Test crate against multiple dependency versions

mistodon · 2018-06-04 15:27:15 UTC

Say I maintained a really, really important crate. (I don’t, but I am prone to paranoia.) So important that if any of my dependencies happened to break in a new patch version, it would be highly disruptive, or expensive, or life threatening, etc.

I already know that I can specify ranges of versions in my Cargo.toml, but is there a tool I can use to automatically compile and run my tests against every version in that range, to ensure that each version is compatible?

Bonus points if I can also automatically test it against multiple versions of Rust itself.

dylan.dpc · 2018-06-04 15:33:48 UTC

The responsibility is on the dependency to test it across all versions.

kornel · 2018-06-04 15:42:50 UTC

There’s a feature request for something related: https://github.com/rust-lang/cargo/issues/4100

You could maintain multiple copies of Cargo.lock and swap them before testing.

As for multiple Rust versions, rustup default <rust version> before a test does the job.
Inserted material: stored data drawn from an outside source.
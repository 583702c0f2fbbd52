//! Keyboard shortcut mapping.
//!
//! Maps key + modifier combos to semantic `ShortcutAction`s.
//! The shortcut map lives in Rust so it's shared across WASM and native.
//!
//! - Backspace / Delete = delete selected
//! - ↑ / ↓ = walk the tree in document order
//! - ⌘G = group, ⌘⇧G = ungroup
//! - Escape = deselect
//! - `/` = open quick add (the host UI owns the search box)

/// Actions that keyboard shortcuts can trigger.
#[derive(Debug, Clone, Copy, PartialEq, Eq)]
pub enum ShortcutAction {
    // ── Edit ──
    Delete,
    Group,
    Ungroup,

    // ── Navigate ──
    MoveUp,
    MoveDown,
    Deselect,

    // ── UI ──
    /// Handled by the host; the editor reports it and does nothing.
    QuickAdd,
}

impl ShortcutAction {
    /// Stable name used across the WASM boundary.
    pub fn name(self) -> &'static str {
        match self {
            Self::Delete => "delete",
            Self::Group => "group",
            Self::Ungroup => "ungroup",
            Self::MoveUp => "moveUp",
            Self::MoveDown => "moveDown",
            Self::Deselect => "deselect",
            Self::QuickAdd => "quickAdd",
        }
    }
}

/// Resolves key events into shortcut actions.
///
/// Uses platform-aware modifier detection: on macOS `meta` is ⌘,
/// on other platforms `ctrl` serves the same role.
pub struct ShortcutMap;

impl ShortcutMap {
    /// Resolve a key event to an action.
    ///
    /// `key` is the `KeyboardEvent.key` value (e.g. `"g"`, `"Backspace"`).
    /// Returns `None` if the key combo has no binding.
    pub fn resolve(
        key: &str,
        ctrl: bool,
        shift: bool,
        _alt: bool,
        meta: bool,
    ) -> Option<ShortcutAction> {
        let cmd = ctrl || meta;

        // ── Modifier combos first (most specific) ──
        if cmd && shift {
            return match key {
                "g" | "G" => Some(ShortcutAction::Ungroup),
                _ => None,
            };
        }

        if cmd {
            return match key {
                "g" | "G" => Some(ShortcutAction::Group),
                _ => None,
            };
        }

        // ── Single keys (shift is ignored) ──
        match key {
            "Delete" | "Backspace" => Some(ShortcutAction::Delete),
            "ArrowUp" => Some(ShortcutAction::MoveUp),
            "ArrowDown" => Some(ShortcutAction::MoveDown),
            "Escape" => Some(ShortcutAction::Deselect),
            "/" if !shift => Some(ShortcutAction::QuickAdd),
            _ => None,
        }
    }
}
mistodon · 2018-06-04 16:00:51 UTC

While I agree in principle, the responsibility is always on me to make sure my library functions using the dependencies that I tell people are compatible.

If I put rayon = "1.*" in my Cargo.toml and rayon version 1.1 (accidentally or not) breaks my library, that’s on me.
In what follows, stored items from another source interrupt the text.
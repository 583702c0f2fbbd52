//! Persistence seam: where the tree lives between sessions.
//!
//! The editor only sees `TreeStorage`. A browser host plugs in
//! `localStorage`; tests and native hosts use `MemoryStorage`.

use comp_core::error::SnapshotError;
use comp_core::snapshot;
use comp_core::tree::Tree;
use thiserror::Error;

#[derive(Debug, Error)]
pub enum StorageError {
    #[error("stored tree is unreadable: {0}")]
    Snapshot(#[from] SnapshotError),
    #[error("storage unavailable: {0}")]
    Unavailable(String),
}

/// Load and save a whole tree.
pub trait TreeStorage {
    /// The saved tree, or an empty tree (no root) when nothing was saved.
    fn load(&self) -> Result<Tree, StorageError>;

    fn save(&mut self, tree: &Tree) -> Result<(), StorageError>;
}

/// Keeps the last saved tree as its JSON snapshot in memory.
#[derive(Debug, Clone, Default)]
pub struct MemoryStorage {
    json: Option<String>,
    saves: usize,
}

impl MemoryStorage {
    pub fn new() -> Self {
        Self::default()
    }

    /// Start with a previously saved JSON snapshot.
    pub fn with_json(json: impl Into<String>) -> Self {
        Self {
            json: Some(json.into()),
            saves: 0,
        }
    }

    /// The last saved snapshot.
    pub fn json(&self) -> Option<&str> {
        self.json.as_deref()
    }

    /// Number of successful writes since creation.
    pub fn save_count(&self) -> usize {
        self.saves
    }
}

impl TreeStorage for MemoryStorage {
    fn load(&self) -> Result<Tree, StorageError> {
        match &self.json {
            Some(json) => Ok(snapshot::from_json(json)?),
            None => Ok(Tree::new()),
        }
    }

    fn save(&mut self, tree: &Tree) -> Result<(), StorageError> {
        self.json = Some(snapshot::to_json(tree)?);
        self.saves += 1;
        Ok(())
    }
}

#[cfg(test)]
mod tests {
    use super::*;
    use comp_core::id::NodeId;
    use comp_core::model::ComponentNode;
    use pretty_assertions::assert_eq;

    #[test]
    fn load_without_save_is_empty() {
        let tree = MemoryStorage::new().load().unwrap();
        assert!(!tree.has_root());
        assert!(tree.is_empty());
    }

    #[test]
    fn save_then_load() {
        let mut tree = Tree::new();
        tree.insert_child(
            NodeId::root(),
            ComponentNode::leaf(NodeId::intern("mem_b"), "Button"),
            None,
        )
        .unwrap();
        let mut storage = MemoryStorage::new();
        storage.save(&tree).unwrap();
        assert_eq!(storage.save_count(), 1);
        assert_eq!(storage.load().unwrap(), tree);
    }

    #[test]
    fn corrupt_snapshot_is_an_error() {
        let storage = MemoryStorage::with_json("[1, 2]");
        assert!(matches!(storage.load(), Err(StorageError::Snapshot(_))));
    }
}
cuviper · 2018-06-04 16:17:40 UTC

If you worry that rayon 1.1 could break you, then so could 1.0.2 or any other update. There’s a level of trust required that your dependencies will act responsibly, otherwise you should probably reconsider whether you want to have that dependency at all.
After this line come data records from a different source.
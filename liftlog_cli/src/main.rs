use clap::{Parser, Subcommand};
use liftlog_core::config::DataConfig;
use liftlog_core::*;
use std::path::{Path, PathBuf};

#[derive(Parser)]
#[command(name = "liftlog")]
#[command(about = "Free-text workout logger", long_about = None)]
struct Cli {
    #[command(subcommand)]
    command: Commands,

    /// Override data directory
    #[arg(long, global = true)]
    data_dir: Option<PathBuf>,
}

#[derive(Subcommand)]
enum Commands {
    /// Log a workout, e.g. `liftlog log "bench press 3x10@60kg, run 5km 25:30"`
    Log {
        /// Workout text (multiple arguments are joined with spaces)
        #[arg(required = true, num_args = 1..)]
        text: Vec<String>,

        /// Parse and show the summary without saving
        #[arg(long)]
        dry_run: bool,
    },

    /// Set the display unit (kg or lb)
    Unit {
        unit: String,
    },

    /// Show the most recent session
    Last {
        /// Only this exercise (aliases accepted)
        #[arg(long)]
        exercise: Option<String>,
    },

    /// Show sessions and tonnage for a period (today, week, month)
    Summary {
        #[arg(long, default_value = "week")]
        range: String,
    },

    /// Remove the most recently logged entry
    Undo,

    /// Export all stored sets to CSV
    Export {
        /// Output file (defaults to sets.csv in the data directory)
        #[arg(long)]
        output: Option<PathBuf>,
    },
}

fn main() -> Result<()> {
    liftlog_core::logging::init();

    let cli = Cli::parse();

    let config = Config::load()?;
    let data_dir = cli.data_dir.unwrap_or_else(|| config.data.data_dir.clone());

    match cli.command {
        Commands::Log { text, dry_run } => cmd_log(&data_dir, &text.join(" "), dry_run, &config),
        Commands::Unit { unit } => cmd_unit(&data_dir, &unit),
        Commands::Last { exercise } => cmd_last(&data_dir, exercise.as_deref(), &config),
        Commands::Summary { range } => cmd_summary(&data_dir, &range, &config),
        Commands::Undo => cmd_undo(&data_dir),
        Commands::Export { output } => cmd_export(&data_dir, output),
    }
}

fn display_unit(data_dir: &Path, config: &Config) -> Result<MassUnit> {
    let prefs = Prefs::load(&DataConfig::prefs_path(data_dir))?;
    Ok(prefs.display_unit(config.display.default_unit))
}

fn cmd_log(data_dir: &Path, text: &str, dry_run: bool, config: &Config) -> Result<()> {
    let text = text.trim();
    if text.is_empty() {
        return Err(Error::Input("text required".into()));
    }

    let entry = Entry::new(text, chrono::Utc::now());
    let unit = display_unit(data_dir, config)?;

    if dry_run {
        println!("{}", format(&entry.sets, unit));
        println!("\n[Dry run - not logging entry]");
        return Ok(());
    }

    let mut journal = JsonlJournal::new(DataConfig::journal_path(data_dir));
    journal.append(&entry)?;
    tracing::debug!("Logged entry {} with {} sets", entry.id, entry.sets.len());

    println!("{}", format(&entry.sets, unit));
    Ok(())
}

fn cmd_unit(data_dir: &Path, token: &str) -> Result<()> {
    let unit = set_unit(&DataConfig::prefs_path(data_dir), token)?;
    println!("✓ Unit set to {}", unit);
    Ok(())
}

fn cmd_last(data_dir: &Path, exercise: Option<&str>, config: &Config) -> Result<()> {
    let entries = read_entries(&DataConfig::journal_path(data_dir))?;
    let unit = display_unit(data_dir, config)?;
    println!("{}", render_last(&entries, exercise, unit));
    Ok(())
}

fn cmd_summary(data_dir: &Path, range: &str, config: &Config) -> Result<()> {
    let entries = read_entries(&DataConfig::journal_path(data_dir))?;
    let unit = display_unit(data_dir, config)?;
    let summary = summarize(&entries, SummaryRange::from_token(range), chrono::Utc::now());
    println!("{}", summary.render(unit));
    Ok(())
}

fn cmd_undo(data_dir: &Path) -> Result<()> {
    match remove_last_entry(&DataConfig::journal_path(data_dir))? {
        Some(entry) => {
            println!("↩ Last entry removed.");
            println!("  {}", entry.raw_text);
        }
        None => println!("Nothing to undo."),
    }
    Ok(())
}

fn cmd_export(data_dir: &Path, output: Option<PathBuf>) -> Result<()> {
    let entries = read_entries(&DataConfig::journal_path(data_dir))?;
    let csv_path = output.unwrap_or_else(|| DataConfig::export_path(data_dir));

    let count = export_sets_csv(&entries, &csv_path)?;

    println!("✓ Exported {} sets from {} entries", count, entries.len());
    println!("  CSV: {}", csv_path.display());
    Ok(())
}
mistodon · 2018-06-04 16:28:25 UTC

Yes that’s true, any update could break you. That’s why I brought up version ranges - to only allow versions you have tested against.

But to determine that range, you have to test against all those versions. I was wondering whether there was a tool to automate that process.

dylan.dpc · 2018-06-05 05:46:21 UTC

It depends on the crate. If they promise to follow semver, then you can blame the crate (though it will do nothing good )

Another thing to consider is that you are considering only level of dependency (direct or primary dependencies). What about indirect dependencies? How do you ensure your dependencies work on each version of their dependencies on every version of rust?

dekellum · 2018-06-05 23:28:49 UTC

I hope I’m not being too slack in my own personal paranoia, but if you check in your Cargo.lock and have CI matrix that looks something like this:

github.com

dekellum/hyperx/blob/master/.travis.yml

language: rust
sudo: false
dist: trusty
matrix:
    fast_finish: true
    include:
        - rust: nightly
          env: FEATURES="--features nightly"
        - rust: stable
          env: WITH_LOCK="1"
        - rust: stable
          env: FEATURES="--no-default-features"
        - rust: 1.21.0
          env: WITH_LOCK="1"

cache:
    apt: true
    directories:
        - target/debug/deps
        - target/debug/build

This file has been truncated. show original

Then (by removing the lock file for not “WITH_LOCK” builds) you at least able to test some known base-line version and the latest released version in the range specified by your project’s Cargo.toml formal dependencies. If it works at the beginning (last lock) and latest end of the range, there is a good chance™ it works for all versions in between, right?